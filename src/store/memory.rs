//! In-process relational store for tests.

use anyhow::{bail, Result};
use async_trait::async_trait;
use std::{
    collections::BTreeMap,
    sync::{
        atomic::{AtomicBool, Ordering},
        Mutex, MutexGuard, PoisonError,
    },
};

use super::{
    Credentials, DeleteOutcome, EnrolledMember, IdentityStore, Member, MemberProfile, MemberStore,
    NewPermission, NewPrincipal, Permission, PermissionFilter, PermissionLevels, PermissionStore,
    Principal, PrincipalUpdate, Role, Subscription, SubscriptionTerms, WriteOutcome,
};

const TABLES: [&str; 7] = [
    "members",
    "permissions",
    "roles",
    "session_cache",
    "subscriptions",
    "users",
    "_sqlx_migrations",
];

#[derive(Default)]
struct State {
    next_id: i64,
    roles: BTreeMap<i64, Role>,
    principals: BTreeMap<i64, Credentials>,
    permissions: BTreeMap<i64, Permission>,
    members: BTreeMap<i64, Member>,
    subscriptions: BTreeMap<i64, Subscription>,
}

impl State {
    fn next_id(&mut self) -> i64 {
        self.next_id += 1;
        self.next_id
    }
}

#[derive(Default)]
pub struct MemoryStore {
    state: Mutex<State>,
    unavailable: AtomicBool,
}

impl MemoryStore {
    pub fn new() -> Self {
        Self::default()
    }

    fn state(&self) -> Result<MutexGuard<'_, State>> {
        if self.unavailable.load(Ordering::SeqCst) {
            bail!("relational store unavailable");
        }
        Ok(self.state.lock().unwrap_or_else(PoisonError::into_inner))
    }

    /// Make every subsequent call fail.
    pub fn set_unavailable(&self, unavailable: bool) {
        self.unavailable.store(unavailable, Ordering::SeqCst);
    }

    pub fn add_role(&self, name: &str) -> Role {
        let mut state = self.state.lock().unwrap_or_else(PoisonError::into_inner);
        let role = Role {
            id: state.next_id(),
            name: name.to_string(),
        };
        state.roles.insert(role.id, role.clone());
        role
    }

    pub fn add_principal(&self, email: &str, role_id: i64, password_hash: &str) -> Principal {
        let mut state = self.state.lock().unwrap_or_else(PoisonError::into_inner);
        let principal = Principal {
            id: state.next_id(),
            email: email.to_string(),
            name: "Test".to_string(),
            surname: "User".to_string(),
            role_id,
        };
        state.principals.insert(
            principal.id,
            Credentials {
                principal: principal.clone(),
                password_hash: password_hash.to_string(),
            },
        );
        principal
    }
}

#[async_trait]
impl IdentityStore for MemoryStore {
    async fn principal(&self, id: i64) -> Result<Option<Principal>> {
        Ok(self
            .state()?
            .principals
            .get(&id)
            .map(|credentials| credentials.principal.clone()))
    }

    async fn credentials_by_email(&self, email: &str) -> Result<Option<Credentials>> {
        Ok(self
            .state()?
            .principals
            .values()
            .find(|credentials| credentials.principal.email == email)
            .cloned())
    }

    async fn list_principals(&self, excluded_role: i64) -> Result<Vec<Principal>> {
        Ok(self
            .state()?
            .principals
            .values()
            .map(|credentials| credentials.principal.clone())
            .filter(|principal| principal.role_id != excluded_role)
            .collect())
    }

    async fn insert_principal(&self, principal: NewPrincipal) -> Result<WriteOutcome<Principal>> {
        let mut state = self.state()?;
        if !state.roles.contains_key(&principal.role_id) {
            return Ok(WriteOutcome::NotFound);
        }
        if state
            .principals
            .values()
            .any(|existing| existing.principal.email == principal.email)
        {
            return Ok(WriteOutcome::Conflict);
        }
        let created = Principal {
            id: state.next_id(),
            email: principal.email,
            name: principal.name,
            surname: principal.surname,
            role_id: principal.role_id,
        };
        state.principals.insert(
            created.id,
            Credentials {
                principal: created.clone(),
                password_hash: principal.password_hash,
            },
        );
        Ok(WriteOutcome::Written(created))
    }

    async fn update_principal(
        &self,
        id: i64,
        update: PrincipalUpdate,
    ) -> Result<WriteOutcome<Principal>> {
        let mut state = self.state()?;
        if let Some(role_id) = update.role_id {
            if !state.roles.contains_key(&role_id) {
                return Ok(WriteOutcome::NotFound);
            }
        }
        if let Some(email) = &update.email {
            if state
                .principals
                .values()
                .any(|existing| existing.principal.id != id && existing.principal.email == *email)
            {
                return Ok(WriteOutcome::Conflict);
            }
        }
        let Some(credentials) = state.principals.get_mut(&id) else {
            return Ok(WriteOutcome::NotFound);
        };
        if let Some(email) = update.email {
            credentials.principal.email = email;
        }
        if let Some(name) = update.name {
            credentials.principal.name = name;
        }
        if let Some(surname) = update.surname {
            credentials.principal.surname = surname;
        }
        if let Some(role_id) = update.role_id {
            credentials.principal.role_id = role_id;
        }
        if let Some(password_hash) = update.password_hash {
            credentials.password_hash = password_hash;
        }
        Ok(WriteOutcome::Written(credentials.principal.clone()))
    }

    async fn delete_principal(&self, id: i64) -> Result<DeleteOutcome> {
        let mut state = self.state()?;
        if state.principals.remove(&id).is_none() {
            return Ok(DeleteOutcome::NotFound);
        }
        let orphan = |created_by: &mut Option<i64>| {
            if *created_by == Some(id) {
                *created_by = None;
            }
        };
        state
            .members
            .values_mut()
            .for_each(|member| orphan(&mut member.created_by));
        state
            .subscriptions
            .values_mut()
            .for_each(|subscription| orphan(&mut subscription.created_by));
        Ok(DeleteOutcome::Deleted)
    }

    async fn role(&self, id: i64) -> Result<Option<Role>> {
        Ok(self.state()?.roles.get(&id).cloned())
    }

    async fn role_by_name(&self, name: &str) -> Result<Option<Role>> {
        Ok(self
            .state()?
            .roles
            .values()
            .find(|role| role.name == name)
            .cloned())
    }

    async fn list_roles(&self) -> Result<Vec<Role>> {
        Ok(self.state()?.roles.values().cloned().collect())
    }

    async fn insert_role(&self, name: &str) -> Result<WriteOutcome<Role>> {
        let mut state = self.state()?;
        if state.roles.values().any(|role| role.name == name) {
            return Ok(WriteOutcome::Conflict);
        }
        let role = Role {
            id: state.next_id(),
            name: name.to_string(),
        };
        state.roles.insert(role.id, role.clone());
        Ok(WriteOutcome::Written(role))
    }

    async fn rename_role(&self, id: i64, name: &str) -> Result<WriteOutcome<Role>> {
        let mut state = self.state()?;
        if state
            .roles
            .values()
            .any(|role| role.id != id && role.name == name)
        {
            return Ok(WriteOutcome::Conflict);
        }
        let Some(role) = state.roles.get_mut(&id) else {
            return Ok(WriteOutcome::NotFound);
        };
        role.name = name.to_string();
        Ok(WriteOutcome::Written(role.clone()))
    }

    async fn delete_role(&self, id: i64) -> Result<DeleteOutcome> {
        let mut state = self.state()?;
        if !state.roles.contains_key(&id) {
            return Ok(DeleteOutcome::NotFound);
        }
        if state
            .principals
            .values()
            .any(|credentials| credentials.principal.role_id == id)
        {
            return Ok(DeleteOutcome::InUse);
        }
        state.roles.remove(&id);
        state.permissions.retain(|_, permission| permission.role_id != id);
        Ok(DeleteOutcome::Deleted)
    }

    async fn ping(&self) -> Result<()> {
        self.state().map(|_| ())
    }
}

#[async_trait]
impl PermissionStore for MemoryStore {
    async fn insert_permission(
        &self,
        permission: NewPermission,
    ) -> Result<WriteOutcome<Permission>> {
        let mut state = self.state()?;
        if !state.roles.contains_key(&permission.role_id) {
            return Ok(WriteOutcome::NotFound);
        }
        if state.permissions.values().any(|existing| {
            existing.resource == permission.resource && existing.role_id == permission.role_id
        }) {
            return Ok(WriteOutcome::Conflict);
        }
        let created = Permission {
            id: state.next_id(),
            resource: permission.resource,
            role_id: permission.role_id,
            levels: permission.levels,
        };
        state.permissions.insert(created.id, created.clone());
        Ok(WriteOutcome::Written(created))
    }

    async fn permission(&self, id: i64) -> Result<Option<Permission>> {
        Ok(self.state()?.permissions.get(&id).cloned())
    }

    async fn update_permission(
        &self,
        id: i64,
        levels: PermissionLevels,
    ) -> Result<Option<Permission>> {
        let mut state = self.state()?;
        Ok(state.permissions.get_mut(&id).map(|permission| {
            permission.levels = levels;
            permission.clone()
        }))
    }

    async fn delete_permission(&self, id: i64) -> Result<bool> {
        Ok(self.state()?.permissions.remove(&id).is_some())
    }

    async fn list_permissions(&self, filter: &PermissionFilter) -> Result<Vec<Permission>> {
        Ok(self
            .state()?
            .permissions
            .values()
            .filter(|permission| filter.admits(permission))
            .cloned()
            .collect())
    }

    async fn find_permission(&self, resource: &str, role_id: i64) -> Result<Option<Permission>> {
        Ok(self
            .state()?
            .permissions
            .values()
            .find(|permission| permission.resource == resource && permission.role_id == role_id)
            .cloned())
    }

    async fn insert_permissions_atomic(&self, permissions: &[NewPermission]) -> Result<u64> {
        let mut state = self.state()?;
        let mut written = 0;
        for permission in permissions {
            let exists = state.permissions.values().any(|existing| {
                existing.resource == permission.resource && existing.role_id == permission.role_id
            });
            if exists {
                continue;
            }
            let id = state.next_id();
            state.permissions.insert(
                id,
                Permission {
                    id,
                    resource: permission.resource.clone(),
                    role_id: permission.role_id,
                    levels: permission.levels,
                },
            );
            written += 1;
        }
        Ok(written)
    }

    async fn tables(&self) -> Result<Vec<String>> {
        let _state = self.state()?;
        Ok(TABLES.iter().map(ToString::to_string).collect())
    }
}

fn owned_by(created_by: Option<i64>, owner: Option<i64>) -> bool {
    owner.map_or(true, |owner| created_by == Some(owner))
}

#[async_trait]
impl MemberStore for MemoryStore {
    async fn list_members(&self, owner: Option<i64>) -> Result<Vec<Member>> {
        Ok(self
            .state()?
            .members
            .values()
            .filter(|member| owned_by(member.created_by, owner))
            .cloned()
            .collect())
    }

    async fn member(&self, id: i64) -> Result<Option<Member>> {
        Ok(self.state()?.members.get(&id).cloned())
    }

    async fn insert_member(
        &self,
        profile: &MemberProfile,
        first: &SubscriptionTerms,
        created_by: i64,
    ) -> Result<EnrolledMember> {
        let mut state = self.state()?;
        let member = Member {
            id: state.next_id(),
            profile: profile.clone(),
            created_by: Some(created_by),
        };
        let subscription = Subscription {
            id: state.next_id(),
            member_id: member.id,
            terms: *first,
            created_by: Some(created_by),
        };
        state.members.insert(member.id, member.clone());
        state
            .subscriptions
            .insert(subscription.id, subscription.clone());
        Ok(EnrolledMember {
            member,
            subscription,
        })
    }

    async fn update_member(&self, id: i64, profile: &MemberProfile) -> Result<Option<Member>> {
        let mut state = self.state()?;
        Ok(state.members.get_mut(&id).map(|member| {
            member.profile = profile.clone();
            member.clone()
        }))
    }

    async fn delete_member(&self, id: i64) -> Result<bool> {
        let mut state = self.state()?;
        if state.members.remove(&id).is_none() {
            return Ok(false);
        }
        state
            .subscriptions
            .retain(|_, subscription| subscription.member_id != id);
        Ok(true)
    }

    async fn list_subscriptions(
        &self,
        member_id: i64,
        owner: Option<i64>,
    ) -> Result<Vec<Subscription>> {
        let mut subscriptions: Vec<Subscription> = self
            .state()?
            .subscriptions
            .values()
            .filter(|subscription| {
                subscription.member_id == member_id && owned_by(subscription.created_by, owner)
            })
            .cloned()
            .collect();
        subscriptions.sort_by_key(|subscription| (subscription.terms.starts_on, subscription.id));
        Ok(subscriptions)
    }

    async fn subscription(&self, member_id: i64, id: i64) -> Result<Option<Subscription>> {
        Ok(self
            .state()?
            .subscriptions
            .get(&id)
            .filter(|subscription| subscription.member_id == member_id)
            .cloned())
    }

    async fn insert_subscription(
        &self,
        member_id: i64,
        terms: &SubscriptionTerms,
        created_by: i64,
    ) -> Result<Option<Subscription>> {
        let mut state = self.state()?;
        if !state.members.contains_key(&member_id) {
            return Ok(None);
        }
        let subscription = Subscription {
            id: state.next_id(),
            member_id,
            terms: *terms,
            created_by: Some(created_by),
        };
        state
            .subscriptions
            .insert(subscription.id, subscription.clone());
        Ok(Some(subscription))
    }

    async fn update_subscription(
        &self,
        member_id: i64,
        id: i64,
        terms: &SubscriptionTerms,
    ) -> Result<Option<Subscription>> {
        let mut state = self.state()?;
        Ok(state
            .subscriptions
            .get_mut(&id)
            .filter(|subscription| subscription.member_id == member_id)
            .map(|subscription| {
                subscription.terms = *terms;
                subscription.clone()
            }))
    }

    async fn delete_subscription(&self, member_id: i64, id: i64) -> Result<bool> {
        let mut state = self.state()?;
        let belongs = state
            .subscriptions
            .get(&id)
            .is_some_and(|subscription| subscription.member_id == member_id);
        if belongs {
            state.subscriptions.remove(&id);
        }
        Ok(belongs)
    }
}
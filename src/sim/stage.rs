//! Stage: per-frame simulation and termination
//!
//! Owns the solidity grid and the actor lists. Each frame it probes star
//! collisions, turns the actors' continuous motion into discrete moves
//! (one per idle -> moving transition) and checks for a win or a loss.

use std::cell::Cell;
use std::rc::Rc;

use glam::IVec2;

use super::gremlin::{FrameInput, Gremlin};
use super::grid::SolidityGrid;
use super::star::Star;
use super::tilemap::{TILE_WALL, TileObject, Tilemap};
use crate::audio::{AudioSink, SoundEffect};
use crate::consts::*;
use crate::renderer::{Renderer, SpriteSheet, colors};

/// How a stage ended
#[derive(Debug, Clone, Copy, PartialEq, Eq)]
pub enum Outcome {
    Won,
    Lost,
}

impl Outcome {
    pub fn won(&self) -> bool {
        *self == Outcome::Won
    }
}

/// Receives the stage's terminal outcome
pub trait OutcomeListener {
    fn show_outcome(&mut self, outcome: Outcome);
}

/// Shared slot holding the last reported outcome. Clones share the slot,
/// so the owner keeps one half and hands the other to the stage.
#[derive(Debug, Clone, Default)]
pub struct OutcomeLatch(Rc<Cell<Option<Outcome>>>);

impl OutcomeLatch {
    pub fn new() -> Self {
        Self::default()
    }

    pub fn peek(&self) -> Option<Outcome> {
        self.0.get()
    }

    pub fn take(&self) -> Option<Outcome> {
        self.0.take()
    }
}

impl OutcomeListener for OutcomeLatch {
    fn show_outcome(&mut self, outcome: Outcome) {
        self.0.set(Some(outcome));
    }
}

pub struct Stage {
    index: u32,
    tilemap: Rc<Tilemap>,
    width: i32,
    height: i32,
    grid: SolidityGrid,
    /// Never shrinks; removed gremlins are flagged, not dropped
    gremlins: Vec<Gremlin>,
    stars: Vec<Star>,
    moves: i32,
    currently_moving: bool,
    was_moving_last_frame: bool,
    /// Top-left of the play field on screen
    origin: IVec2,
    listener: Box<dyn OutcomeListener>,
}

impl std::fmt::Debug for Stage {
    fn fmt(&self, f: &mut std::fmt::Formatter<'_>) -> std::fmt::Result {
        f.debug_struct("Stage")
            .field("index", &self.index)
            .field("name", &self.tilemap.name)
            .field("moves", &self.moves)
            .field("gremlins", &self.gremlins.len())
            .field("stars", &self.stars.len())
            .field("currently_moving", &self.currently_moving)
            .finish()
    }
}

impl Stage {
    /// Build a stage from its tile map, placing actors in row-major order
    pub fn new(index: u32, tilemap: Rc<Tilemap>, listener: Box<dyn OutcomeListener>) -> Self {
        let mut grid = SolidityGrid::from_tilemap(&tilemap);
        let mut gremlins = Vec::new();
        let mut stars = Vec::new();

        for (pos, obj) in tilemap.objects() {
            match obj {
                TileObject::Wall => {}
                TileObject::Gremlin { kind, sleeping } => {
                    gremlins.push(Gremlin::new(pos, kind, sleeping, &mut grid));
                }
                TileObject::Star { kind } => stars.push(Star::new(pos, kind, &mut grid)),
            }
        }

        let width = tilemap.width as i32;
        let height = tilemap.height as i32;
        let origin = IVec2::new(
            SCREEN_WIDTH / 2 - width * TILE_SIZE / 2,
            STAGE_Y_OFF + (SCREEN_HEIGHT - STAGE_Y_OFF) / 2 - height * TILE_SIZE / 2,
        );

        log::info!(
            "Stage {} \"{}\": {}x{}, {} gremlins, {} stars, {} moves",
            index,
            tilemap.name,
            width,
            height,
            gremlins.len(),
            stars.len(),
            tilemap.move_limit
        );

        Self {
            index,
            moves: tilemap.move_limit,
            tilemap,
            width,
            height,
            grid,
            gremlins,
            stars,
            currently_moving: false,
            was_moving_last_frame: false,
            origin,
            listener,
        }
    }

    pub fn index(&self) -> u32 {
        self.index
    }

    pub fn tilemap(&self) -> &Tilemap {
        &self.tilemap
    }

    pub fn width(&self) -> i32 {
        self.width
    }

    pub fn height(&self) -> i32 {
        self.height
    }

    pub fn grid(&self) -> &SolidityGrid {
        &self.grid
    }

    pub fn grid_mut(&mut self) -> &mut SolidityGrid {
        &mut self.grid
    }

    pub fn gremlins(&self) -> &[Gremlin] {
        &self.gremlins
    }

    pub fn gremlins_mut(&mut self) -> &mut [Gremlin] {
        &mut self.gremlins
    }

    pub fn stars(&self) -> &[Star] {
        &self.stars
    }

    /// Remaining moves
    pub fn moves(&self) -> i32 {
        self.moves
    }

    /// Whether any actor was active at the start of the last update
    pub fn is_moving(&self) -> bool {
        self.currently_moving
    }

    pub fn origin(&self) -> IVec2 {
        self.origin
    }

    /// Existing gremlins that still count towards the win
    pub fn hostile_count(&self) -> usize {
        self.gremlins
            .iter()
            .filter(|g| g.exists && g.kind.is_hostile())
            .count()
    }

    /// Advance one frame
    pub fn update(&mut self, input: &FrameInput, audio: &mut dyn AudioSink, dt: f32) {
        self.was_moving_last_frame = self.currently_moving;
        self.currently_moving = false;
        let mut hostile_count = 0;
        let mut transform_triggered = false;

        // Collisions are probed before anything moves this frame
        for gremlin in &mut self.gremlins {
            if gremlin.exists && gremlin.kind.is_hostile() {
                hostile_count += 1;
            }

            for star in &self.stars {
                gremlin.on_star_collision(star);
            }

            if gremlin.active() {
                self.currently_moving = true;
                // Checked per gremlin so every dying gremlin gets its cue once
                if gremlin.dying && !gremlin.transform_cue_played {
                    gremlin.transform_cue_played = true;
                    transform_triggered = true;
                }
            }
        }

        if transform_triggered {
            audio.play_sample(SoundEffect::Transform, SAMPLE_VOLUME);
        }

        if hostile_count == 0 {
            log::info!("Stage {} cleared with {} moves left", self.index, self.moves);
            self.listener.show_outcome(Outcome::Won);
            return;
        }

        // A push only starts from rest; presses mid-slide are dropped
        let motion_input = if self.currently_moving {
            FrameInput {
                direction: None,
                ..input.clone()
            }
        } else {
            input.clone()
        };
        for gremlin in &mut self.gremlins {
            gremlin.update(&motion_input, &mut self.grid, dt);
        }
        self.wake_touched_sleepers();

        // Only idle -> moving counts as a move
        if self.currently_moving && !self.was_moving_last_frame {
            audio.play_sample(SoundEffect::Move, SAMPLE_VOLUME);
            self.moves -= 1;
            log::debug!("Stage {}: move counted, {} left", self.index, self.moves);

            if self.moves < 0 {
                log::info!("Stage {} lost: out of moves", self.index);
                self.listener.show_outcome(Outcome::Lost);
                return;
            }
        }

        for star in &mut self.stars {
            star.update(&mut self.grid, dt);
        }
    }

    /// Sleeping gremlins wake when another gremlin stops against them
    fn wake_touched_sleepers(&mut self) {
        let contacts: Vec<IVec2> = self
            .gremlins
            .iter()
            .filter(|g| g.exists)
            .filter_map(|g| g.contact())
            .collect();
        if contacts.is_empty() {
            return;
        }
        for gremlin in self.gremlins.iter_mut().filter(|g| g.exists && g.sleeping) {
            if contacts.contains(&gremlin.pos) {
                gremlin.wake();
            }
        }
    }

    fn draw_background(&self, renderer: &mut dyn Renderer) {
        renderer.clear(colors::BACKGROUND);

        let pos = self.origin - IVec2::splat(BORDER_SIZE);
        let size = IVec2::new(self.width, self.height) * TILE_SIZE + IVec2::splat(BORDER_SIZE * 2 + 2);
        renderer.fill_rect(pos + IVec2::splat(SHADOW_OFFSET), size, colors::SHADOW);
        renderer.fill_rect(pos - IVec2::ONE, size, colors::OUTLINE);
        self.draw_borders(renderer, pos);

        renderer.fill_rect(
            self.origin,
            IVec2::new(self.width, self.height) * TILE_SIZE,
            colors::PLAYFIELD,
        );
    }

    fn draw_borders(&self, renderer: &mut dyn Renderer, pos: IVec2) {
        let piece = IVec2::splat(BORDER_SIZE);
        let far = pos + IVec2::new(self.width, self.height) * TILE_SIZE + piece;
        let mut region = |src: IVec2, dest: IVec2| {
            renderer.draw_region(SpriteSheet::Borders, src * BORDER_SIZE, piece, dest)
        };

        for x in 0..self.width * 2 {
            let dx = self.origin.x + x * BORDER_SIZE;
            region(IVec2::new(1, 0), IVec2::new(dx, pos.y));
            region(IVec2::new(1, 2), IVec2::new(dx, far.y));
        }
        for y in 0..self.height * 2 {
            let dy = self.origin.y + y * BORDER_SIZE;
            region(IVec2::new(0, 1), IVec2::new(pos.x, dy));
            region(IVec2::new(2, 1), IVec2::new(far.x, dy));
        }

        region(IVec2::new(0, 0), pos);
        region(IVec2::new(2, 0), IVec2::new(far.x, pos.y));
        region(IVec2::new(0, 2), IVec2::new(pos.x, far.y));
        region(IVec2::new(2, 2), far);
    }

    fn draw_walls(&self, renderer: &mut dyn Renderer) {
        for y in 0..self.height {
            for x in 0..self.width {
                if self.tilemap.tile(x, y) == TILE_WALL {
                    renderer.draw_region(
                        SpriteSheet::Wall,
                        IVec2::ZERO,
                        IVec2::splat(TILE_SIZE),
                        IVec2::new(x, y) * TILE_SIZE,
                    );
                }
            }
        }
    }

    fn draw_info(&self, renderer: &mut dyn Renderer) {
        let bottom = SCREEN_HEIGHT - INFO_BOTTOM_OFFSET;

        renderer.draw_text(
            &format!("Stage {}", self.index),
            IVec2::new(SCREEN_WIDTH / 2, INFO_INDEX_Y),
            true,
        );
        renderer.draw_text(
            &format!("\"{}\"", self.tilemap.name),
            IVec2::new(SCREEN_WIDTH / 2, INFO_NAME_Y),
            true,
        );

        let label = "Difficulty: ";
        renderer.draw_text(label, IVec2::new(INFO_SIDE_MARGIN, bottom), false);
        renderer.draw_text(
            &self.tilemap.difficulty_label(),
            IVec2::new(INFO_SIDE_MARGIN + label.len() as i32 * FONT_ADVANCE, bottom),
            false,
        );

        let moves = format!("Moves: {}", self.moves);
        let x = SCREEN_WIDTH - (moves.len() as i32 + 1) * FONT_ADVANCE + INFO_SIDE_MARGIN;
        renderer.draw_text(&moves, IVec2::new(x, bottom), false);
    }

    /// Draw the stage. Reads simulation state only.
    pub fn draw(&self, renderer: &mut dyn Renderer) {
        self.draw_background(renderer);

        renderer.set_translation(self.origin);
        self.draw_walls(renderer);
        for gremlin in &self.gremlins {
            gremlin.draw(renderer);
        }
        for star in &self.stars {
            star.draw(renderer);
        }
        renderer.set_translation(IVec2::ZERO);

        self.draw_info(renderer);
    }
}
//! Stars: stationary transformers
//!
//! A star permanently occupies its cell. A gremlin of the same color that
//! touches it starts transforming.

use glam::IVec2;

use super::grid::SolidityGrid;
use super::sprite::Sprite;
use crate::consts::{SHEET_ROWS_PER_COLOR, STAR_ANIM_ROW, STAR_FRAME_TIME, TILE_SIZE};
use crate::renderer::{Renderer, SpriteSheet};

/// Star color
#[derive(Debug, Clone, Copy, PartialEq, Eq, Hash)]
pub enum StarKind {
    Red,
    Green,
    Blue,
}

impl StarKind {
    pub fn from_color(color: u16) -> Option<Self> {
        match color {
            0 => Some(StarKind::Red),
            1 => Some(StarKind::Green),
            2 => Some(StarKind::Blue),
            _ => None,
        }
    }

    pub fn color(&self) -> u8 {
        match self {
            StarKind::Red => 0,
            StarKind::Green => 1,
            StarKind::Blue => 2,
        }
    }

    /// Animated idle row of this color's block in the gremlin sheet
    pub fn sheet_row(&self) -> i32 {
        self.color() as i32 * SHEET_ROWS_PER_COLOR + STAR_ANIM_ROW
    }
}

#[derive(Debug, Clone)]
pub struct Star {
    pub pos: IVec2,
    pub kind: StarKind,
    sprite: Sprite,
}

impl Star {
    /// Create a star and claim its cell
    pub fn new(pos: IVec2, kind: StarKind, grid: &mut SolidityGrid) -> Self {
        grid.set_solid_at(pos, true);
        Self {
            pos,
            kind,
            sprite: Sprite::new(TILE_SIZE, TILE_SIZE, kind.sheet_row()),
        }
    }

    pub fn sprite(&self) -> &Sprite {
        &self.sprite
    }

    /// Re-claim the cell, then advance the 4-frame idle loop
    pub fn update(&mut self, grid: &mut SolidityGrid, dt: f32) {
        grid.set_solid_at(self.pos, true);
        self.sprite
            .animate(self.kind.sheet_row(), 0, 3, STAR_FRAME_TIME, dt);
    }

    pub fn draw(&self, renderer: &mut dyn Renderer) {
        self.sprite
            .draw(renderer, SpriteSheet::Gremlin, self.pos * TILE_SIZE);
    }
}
────────────────
> **EXERCISE DETAILS**
Pull every line containing the word "SubscriptionTerms" out of the material and copy it.

> **EXERCISE OUTPUT**
    Principal, PrincipalUpdate, Role, Subscription, SubscriptionTerms, WriteOutcome,
        first: &SubscriptionTerms,
        terms: &SubscriptionTerms,
        terms: &SubscriptionTerms,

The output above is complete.